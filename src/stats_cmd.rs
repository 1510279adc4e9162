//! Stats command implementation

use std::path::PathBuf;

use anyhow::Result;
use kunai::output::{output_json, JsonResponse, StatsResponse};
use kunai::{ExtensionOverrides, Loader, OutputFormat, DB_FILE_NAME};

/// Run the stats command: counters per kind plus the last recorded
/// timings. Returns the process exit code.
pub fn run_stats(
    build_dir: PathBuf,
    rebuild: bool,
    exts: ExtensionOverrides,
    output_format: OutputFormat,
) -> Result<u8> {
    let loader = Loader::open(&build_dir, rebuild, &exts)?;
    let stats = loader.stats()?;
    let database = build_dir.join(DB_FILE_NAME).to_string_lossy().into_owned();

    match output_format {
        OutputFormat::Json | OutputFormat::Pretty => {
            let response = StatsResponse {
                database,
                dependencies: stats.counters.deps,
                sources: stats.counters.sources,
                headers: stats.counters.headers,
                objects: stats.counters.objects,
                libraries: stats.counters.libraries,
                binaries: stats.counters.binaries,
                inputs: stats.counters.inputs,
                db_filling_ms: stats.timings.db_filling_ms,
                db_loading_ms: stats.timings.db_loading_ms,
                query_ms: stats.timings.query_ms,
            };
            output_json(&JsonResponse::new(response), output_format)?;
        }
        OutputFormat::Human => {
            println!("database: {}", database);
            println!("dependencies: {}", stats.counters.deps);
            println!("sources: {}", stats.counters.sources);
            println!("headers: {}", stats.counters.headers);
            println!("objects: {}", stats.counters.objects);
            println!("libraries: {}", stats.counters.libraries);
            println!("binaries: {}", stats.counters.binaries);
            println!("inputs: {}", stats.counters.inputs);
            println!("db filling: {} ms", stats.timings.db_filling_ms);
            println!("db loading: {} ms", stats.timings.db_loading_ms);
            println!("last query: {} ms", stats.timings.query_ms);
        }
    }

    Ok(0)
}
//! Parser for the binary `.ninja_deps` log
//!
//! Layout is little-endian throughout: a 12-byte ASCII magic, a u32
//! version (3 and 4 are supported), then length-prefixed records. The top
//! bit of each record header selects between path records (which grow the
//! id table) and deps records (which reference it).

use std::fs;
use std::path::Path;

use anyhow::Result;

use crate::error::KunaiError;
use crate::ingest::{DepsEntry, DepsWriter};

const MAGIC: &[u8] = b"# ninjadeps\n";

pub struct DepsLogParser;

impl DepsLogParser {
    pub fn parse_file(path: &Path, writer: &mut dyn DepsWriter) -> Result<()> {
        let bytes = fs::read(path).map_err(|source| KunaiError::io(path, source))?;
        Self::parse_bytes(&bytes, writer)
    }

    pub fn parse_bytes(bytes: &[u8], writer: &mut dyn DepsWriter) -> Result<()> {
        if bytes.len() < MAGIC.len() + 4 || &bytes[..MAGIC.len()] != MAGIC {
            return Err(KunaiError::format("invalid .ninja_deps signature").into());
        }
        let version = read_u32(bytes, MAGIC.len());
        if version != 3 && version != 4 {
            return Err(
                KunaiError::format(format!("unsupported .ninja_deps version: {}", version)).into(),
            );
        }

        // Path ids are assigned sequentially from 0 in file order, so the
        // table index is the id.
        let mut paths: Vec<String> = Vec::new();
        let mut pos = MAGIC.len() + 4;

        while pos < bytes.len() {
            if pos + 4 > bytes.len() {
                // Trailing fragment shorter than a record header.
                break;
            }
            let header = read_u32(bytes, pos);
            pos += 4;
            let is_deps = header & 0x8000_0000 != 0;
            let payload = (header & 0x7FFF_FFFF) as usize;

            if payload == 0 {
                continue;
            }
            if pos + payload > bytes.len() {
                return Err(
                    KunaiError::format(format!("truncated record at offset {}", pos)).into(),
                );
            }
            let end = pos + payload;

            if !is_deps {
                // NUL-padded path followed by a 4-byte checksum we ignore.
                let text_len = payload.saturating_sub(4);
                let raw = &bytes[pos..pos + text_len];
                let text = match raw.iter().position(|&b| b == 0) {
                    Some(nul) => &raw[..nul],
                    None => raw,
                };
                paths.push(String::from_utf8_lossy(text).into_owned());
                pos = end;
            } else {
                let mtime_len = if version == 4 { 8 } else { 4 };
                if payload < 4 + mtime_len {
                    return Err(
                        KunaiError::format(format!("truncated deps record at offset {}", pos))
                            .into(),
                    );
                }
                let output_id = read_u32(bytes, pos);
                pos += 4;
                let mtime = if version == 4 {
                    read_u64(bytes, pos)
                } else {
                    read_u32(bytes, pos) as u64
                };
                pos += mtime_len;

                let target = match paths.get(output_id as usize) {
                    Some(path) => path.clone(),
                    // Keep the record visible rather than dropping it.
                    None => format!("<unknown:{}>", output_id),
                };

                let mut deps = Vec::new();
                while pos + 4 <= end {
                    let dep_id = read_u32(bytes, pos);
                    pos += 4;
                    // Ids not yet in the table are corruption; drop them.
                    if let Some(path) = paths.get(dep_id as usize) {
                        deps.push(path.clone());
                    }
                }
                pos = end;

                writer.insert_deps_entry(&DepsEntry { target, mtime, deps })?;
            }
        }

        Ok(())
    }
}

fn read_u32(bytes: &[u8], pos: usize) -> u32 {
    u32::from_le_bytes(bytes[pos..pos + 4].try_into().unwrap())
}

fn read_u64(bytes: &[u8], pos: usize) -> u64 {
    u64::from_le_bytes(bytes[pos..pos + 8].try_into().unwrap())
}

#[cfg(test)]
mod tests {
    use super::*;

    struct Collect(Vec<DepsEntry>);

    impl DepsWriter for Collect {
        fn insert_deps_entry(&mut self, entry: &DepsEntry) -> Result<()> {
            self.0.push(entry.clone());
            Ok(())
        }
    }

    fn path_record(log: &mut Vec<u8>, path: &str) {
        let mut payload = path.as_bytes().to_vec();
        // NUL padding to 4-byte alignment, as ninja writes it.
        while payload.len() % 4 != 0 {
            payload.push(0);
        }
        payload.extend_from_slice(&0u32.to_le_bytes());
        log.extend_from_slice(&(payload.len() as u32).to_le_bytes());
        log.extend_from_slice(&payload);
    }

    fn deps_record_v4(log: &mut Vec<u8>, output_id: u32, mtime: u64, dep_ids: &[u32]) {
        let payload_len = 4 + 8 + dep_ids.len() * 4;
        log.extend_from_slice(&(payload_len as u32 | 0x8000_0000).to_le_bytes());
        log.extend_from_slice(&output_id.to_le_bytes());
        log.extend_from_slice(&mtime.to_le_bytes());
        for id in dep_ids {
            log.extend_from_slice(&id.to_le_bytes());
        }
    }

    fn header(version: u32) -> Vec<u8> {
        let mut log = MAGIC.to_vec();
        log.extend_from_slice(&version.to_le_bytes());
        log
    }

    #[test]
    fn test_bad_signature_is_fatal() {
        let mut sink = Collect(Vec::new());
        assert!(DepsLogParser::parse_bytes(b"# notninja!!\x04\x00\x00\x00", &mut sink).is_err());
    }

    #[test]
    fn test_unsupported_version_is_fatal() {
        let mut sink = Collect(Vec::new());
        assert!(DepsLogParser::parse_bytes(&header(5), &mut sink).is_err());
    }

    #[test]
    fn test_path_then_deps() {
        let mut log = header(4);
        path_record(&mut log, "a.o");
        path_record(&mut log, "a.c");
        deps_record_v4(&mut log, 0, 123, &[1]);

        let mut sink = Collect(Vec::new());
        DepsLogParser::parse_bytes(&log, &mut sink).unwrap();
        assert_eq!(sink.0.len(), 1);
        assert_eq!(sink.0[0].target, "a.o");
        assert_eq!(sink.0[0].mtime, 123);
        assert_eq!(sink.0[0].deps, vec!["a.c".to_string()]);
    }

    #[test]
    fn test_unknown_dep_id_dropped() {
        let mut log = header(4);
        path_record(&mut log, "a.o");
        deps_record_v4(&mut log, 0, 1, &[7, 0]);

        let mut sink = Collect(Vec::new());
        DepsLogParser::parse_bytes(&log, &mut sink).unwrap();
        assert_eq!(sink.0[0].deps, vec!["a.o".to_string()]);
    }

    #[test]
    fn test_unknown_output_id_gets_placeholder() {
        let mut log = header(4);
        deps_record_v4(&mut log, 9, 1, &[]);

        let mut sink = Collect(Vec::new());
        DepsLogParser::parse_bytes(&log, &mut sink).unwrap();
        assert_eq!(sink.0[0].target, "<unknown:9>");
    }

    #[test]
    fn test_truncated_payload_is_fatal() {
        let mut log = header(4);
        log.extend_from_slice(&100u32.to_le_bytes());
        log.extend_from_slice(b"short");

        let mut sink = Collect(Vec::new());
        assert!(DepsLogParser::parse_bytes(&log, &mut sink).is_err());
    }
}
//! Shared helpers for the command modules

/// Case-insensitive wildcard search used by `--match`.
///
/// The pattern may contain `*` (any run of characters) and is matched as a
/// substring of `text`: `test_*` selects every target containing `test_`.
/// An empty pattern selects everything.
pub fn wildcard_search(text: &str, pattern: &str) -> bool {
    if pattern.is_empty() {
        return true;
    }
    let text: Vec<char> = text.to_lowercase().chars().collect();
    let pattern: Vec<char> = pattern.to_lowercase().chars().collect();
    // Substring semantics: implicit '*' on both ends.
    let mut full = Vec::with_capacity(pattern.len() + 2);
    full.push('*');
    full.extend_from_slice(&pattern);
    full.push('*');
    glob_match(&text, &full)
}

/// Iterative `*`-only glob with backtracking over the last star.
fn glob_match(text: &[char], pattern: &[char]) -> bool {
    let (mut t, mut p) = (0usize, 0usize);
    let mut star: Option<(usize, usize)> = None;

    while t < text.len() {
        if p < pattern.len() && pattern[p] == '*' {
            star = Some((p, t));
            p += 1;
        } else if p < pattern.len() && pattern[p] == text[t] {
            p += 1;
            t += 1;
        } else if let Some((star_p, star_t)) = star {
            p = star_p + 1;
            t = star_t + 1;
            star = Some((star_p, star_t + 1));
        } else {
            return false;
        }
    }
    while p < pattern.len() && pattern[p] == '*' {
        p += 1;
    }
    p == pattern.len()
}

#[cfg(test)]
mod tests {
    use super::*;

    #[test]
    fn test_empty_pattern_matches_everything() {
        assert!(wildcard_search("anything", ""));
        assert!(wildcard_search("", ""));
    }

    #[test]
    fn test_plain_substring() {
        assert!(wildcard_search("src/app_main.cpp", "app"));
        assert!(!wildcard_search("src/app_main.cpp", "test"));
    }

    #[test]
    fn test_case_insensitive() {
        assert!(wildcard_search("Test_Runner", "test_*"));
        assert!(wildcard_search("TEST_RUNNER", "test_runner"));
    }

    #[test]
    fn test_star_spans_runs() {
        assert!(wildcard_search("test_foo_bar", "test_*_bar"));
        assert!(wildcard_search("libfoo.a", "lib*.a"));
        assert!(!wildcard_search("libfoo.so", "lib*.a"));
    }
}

++++++

TASK DESCRIPTION:
Go through the entries and copy each line holding the string "database".

RESPONSE TO THE TASK:
    let database = build_dir.join(DB_FILE_NAME).to_string_lossy().into_owned();
                database,
            println!("database: {}", database);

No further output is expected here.